Instructions to follow:
If a line in the following entries contains the string "amount", it counts toward the total; report only that total.

Available records:
<<<<

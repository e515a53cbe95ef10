//! Read-only commands: listing active transactions, listing the trash and showing one transaction.

use crate::args::{IdArgs, ListArgs};
use crate::commands::{plural, Out};
use crate::error::{ErrorType, IntoResult};
use crate::model::Transaction;
use crate::{Config, Result};

/// Lists active transactions, newest first, optionally narrowed by a search string and a type.
///
/// A blank or missing search string matches everything. The search is a case-insensitive substring
/// match against both the title and the type column.
pub async fn list_transactions(config: Config, args: ListArgs) -> Result<Out<Vec<Transaction>>> {
    let db = config.db();
    let transactions = db
        .list_active(args.search(), args.kind())
        .await
        .pub_result(ErrorType::Database)?;
    let trashed = db.count_trashed().await.pub_result(ErrorType::Database)?;

    let mut message = listing(&transactions, "No transactions found");
    if trashed > 0 {
        message.push_str(&format!("\n{trashed} in the trash"));
    }
    Ok(Out::new(message, transactions))
}

/// Lists the transactions in the trash, most recently created first.
pub async fn list_trash(config: Config) -> Result<Out<Vec<Transaction>>> {
    let transactions = config
        .db()
        .list_trashed()
        .await
        .pub_result(ErrorType::Database)?;
    let message = listing(&transactions, "The trash is empty");
    Ok(Out::new(message, transactions))
}

/// Shows one transaction whether or not it is in the trash. An unknown id is reported in the
/// message and is not an error.
pub async fn show_transaction(config: Config, args: IdArgs) -> Result<Out<Option<Transaction>>> {
    let id = args.id();
    let found = config
        .db()
        .get(id)
        .await
        .pub_result(ErrorType::Database)?;
    let message = match &found {
        None => format!("Transaction {id} not found"),
        Some(t) if t.is_deleted() => format!("{t}  (in trash)"),
        Some(t) => t.to_string(),
    };
    Ok(Out::new(message, found))
}

fn listing(transactions: &[Transaction], empty: &str) -> String {
    if transactions.is_empty() {
        return empty.to_string();
    }
    let mut lines = Vec::with_capacity(transactions.len() + 1);
    lines.push(plural(transactions.len(), "transaction"));
    lines.extend(transactions.iter().map(|t| t.to_string()));
    lines.join("\n")
}
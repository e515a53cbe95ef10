//! Implements the `Remote` trait with `reqwest` against a REST collection.

use crate::api::{Remote, RemoteId, RemoteItem, RemotePayload};
use crate::Result;
use anyhow::{anyhow, bail, Context};
use reqwest::Response;
use tracing::trace;
use url::Url;

/// A REST collection at `base`, e.g. `https://example.mockapi.io/api/v1/transactions`.
pub(crate) struct HttpRemote {
    client: reqwest::Client,
    base: Url,
}

impl HttpRemote {
    pub(crate) fn new(base: Url) -> Self {
        Self {
            client: reqwest::Client::new(),
            base,
        }
    }

    /// `{base}/{id}`, regardless of whether `base` has a trailing slash.
    fn item_url(&self, id: &RemoteId) -> Result<Url> {
        let mut url = self.base.clone();
        url.path_segments_mut()
            .map_err(|_| anyhow!("The sync URL '{}' cannot have a path", self.base))?
            .pop_if_empty()
            .push(id.as_str());
        Ok(url)
    }
}

#[async_trait::async_trait]
impl Remote for HttpRemote {
    async fn list(&mut self) -> Result<Vec<RemoteItem>> {
        trace!("GET {}", self.base);
        let response = self
            .client
            .get(self.base.clone())
            .send()
            .await
            .with_context(|| format!("Failed to send GET to {}", self.base))?;
        check_status(response, "GET", &self.base)
            .await?
            .json()
            .await
            .context("Failed to parse the remote collection")
    }

    async fn delete(&mut self, id: &RemoteId) -> Result<()> {
        let url = self.item_url(id)?;
        trace!("DELETE {url}");
        let response = self
            .client
            .delete(url.clone())
            .send()
            .await
            .with_context(|| format!("Failed to send DELETE to {url}"))?;
        check_status(response, "DELETE", &url).await?;
        Ok(())
    }

    async fn create(&mut self, payload: &RemotePayload) -> Result<()> {
        trace!("POST {} {payload:?}", self.base);
        let response = self
            .client
            .post(self.base.clone())
            .json(payload)
            .send()
            .await
            .with_context(|| format!("Failed to send POST to {}", self.base))?;
        check_status(response, "POST", &self.base).await?;
        Ok(())
    }
}

/// Turns a non-2xx response into an error that includes the body.
async fn check_status(response: Response, method: &str, url: &Url) -> Result<Response> {
    if response.status().is_success() {
        return Ok(response);
    }
    let status = response.status();
    let body = response
        .text()
        .await
        .unwrap_or_else(|_| "Unable to read response body".to_string());
    bail!("{method} {url} failed with status {status}: {body}")
}

#[cfg(test)]
mod tests {
    use super::*;
    use axum::extract::{Path, State};
    use axum::http::StatusCode;
    use axum::routing::{delete, get};
    use axum::{Json, Router};
    use serde_json::{json, Value};
    use std::sync::{Arc, Mutex};

    type Items = Arc<Mutex<Vec<Value>>>;

    async fn list_items(State(items): State<Items>) -> Json<Vec<Value>> {
        Json(items.lock().unwrap().clone())
    }

    async fn create_item(State(items): State<Items>, Json(mut body): Json<Value>) -> StatusCode {
        let mut items = items.lock().unwrap();
        let next = items.len() + 100;
        body["id"] = json!(next.to_string());
        items.push(body);
        StatusCode::CREATED
    }

    async fn delete_item(State(items): State<Items>, Path(id): Path<String>) -> StatusCode {
        let mut items = items.lock().unwrap();
        let before = items.len();
        items.retain(|item| item["id"] != json!(id) && item["id"].to_string() != id);
        if items.len() == before {
            StatusCode::NOT_FOUND
        } else {
            StatusCode::OK
        }
    }

    /// Serves a REST collection at `/transactions` on a random local port.
    async fn serve(items: Items) -> Url {
        let app = Router::new()
            .route("/transactions", get(list_items).post(create_item))
            .route("/transactions/{id}", delete(delete_item))
            .with_state(items);
        let listener = tokio::net::TcpListener::bind("127.0.0.1:0").await.unwrap();
        let addr = listener.local_addr().unwrap();
        tokio::spawn(async move {
            axum::serve(listener, app).await.unwrap();
        });
        Url::parse(&format!("http://{addr}/transactions")).unwrap()
    }

    #[test]
    fn test_item_url() {
        let remote = HttpRemote::new(Url::parse("https://example.com/api/transactions").unwrap());
        let url = remote.item_url(&RemoteId::new("12")).unwrap();
        assert_eq!(url.as_str(), "https://example.com/api/transactions/12");

        let remote = HttpRemote::new(Url::parse("https://example.com/api/transactions/").unwrap());
        let url = remote.item_url(&RemoteId::new("12")).unwrap();
        assert_eq!(url.as_str(), "https://example.com/api/transactions/12");
    }

    #[tokio::test]
    async fn test_list_delete_create() {
        let items: Items = Arc::new(Mutex::new(vec![
            json!({"id": "1", "title": "old"}),
            json!({"id": 2, "title": "older"}),
        ]));
        let url = serve(items.clone()).await;
        let mut remote = HttpRemote::new(url);

        let listed = remote.list().await.unwrap();
        assert_eq!(
            listed,
            vec![
                RemoteItem {
                    id: RemoteId::new("1")
                },
                RemoteItem {
                    id: RemoteId::new("2")
                },
            ]
        );

        remote.delete(&RemoteId::new("1")).await.unwrap();
        remote.delete(&RemoteId::new("2")).await.unwrap();
        assert!(items.lock().unwrap().is_empty());

        let payload = RemotePayload {
            title: "Cà phê".to_string(),
            amount: 50000.0,
            transaction_type: crate::model::TransactionType::Expense,
            created_at: "2025-11-01 08:00:00".to_string(),
        };
        remote.create(&payload).await.unwrap();
        let stored = items.lock().unwrap().clone();
        assert_eq!(stored.len(), 1);
        assert_eq!(stored[0]["title"], "Cà phê");
        assert_eq!(stored[0]["type"], "Chi");
        assert_eq!(stored[0]["createdAt"], "2025-11-01 08:00:00");
    }

    #[tokio::test]
    async fn test_error_status_is_an_error() {
        let items: Items = Arc::new(Mutex::new(Vec::new()));
        let url = serve(items).await;
        let mut remote = HttpRemote::new(url);

        let err = remote
            .delete(&RemoteId::new("missing"))
            .await
            .unwrap_err()
            .to_string();
        assert!(err.contains("404"), "{err}");
    }

    #[tokio::test]
    async fn test_connection_refused_is_an_error() {
        // Bind then drop to get a port that nothing listens on
        let listener = tokio::net::TcpListener::bind("127.0.0.1:0").await.unwrap();
        let addr = listener.local_addr().unwrap();
        drop(listener);
        let mut remote = HttpRemote::new(Url::parse(&format!("http://{addr}/x")).unwrap());
        assert!(remote.list().await.is_err());
    }
}
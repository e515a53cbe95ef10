//! Implements the `Remote` trait using in-memory data for testing purposes.
//!
//! Note: this is compiled even in the "production" version of this app so that we can run the whole
//! app, top-to-bottom, without a REST endpoint.

use crate::api::{Remote, RemoteId, RemoteItem, RemotePayload};
use crate::model::TransactionType;
use crate::Result;
use anyhow::{bail, Context};
use std::sync::{Arc, Mutex};
use uuid::Uuid;

/// Which call, if any, should fail.
#[cfg_attr(not(test), allow(dead_code))]
#[derive(Debug, Default, Clone, Copy, Eq, PartialEq)]
pub(crate) enum FailOn {
    #[default]
    Never,
    List,
    /// Fail the nth (zero-based) delete.
    Delete(usize),
    /// Fail the nth (zero-based) create.
    Create(usize),
}

/// The contents of the in-memory collection and the call counters.
#[derive(Debug, Default, Clone)]
pub(crate) struct TestRemoteState {
    pub(crate) items: Vec<(RemoteId, RemotePayload)>,
    pub(crate) fail_on: FailOn,
    pub(crate) deletes: usize,
    pub(crate) creates: usize,
}

/// An implementation of the `Remote` trait that keeps the collection in memory. Clones share the
/// same state so a test can hand one to `sync` and inspect the other.
#[derive(Debug, Clone)]
pub(crate) struct TestRemote {
    state: Arc<Mutex<TestRemoteState>>,
}

impl TestRemote {
    pub(crate) fn new(items: Vec<RemotePayload>) -> Self {
        let items = items.into_iter().map(|p| (new_id(), p)).collect();
        Self {
            state: Arc::new(Mutex::new(TestRemoteState {
                items,
                ..Default::default()
            })),
        }
    }

    #[cfg(test)]
    pub(crate) fn fail_on(&self, fail_on: FailOn) {
        if let Ok(mut state) = self.state.lock() {
            state.fail_on = fail_on;
        }
    }

    /// A copy of the current state.
    #[cfg(test)]
    pub(crate) fn state(&self) -> TestRemoteState {
        self.state
            .lock()
            .map(|s| s.clone())
            .unwrap_or_default()
    }

    /// The payloads currently in the collection, in insertion order.
    #[cfg(test)]
    pub(crate) fn payloads(&self) -> Vec<RemotePayload> {
        self.state().items.into_iter().map(|(_, p)| p).collect()
    }
}

impl Default for TestRemote {
    /// Seeded with two items that a sync is expected to replace.
    fn default() -> Self {
        Self::new(default_data())
    }
}

#[async_trait::async_trait]
impl Remote for TestRemote {
    async fn list(&mut self) -> Result<Vec<RemoteItem>> {
        let state = self.lock()?;
        if state.fail_on == FailOn::List {
            bail!("Simulated failure listing the remote collection");
        }
        Ok(state
            .items
            .iter()
            .map(|(id, _)| RemoteItem { id: id.clone() })
            .collect())
    }

    async fn delete(&mut self, id: &RemoteId) -> Result<()> {
        let mut state = self.lock()?;
        if state.fail_on == FailOn::Delete(state.deletes) {
            bail!("Simulated failure deleting remote item {id}");
        }
        state.deletes += 1;
        let before = state.items.len();
        state.items.retain(|(item_id, _)| item_id != id);
        if state.items.len() == before {
            bail!("Remote item {id} not found");
        }
        Ok(())
    }

    async fn create(&mut self, payload: &RemotePayload) -> Result<()> {
        let mut state = self.lock()?;
        if state.fail_on == FailOn::Create(state.creates) {
            bail!("Simulated failure creating remote item '{}'", payload.title);
        }
        state.creates += 1;
        state.items.push((new_id(), payload.clone()));
        Ok(())
    }
}

impl TestRemote {
    fn lock(&self) -> Result<std::sync::MutexGuard<'_, TestRemoteState>> {
        self.state
            .lock()
            .ok()
            .context("The test remote state lock is poisoned")
    }
}

fn new_id() -> RemoteId {
    RemoteId::new(Uuid::new_v4().to_string())
}

/// Seed data, as if an earlier device had already synced.
fn default_data() -> Vec<RemotePayload> {
    vec![
        RemotePayload {
            title: "Tiền nhà".to_string(),
            amount: 3_500_000.0,
            transaction_type: TransactionType::Expense,
            created_at: "2025-09-01 08:00:00".to_string(),
        },
        RemotePayload {
            title: "Lương tháng 9".to_string(),
            amount: 10_000_000.0,
            transaction_type: TransactionType::Income,
            created_at: "2025-09-30 17:00:00".to_string(),
        },
    ]
}
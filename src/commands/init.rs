use crate::commands::Out;
use crate::error::{ErrorType, IntoResult};
use crate::{Config, Result};
use anyhow::Context;
use std::path::Path;

/// Creates the data directory and:
/// - Creates an initial `config.json` file, storing `sync_url` if one is given
/// - Creates the SQLite database with the current schema
///
/// # Arguments
/// - `expense_home` - The directory that will be the root of data directory, e.g.
///   `$HOME/expense`
/// - `sync_url` - The URL of the REST collection used by `expense sync`, e.g.
///   `https://example.mockapi.io/api/v1/transactions`. It can also be given later with
///   `expense sync --url`.
///
/// # Errors
/// - Returns an error if `sync_url` is not an http or https URL.
/// - Returns an error if any file operations fail or the expense home is already initialized.
pub async fn init(expense_home: &Path, sync_url: Option<&str>) -> Result<Out<()>> {
    let config = Config::create(expense_home, sync_url)
        .await
        .context("Unable to create the data directory and configs")
        .pub_result(ErrorType::Config)?;
    let message = format!(
        "Successfully created the expense directory at {}",
        config.root().display()
    );
    config.close().await;
    Ok(message.into())
}

#[cfg(test)]
mod tests {
    use super::*;
    use crate::error::error_type;
    use tempfile::TempDir;

    #[tokio::test]
    async fn test_init() {
        let dir = TempDir::new().unwrap();
        let home = dir.path().join("expense");
        let out = init(&home, None).await.unwrap();
        assert!(out.message().contains("Successfully created"));
        assert!(home.join("config.json").is_file());
        assert!(home.join("expense.sqlite").is_file());

        let config = Config::load(&home).await.unwrap();
        assert_eq!(config.db().count_active().await.unwrap(), 0);
    }

    #[tokio::test]
    async fn test_init_twice_is_a_config_error() {
        let dir = TempDir::new().unwrap();
        init(dir.path(), None).await.unwrap();
        let err = init(dir.path(), None).await.unwrap_err();
        assert_eq!(error_type(&err), Some(ErrorType::Config));
    }
}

>>>>

Problem solution:
3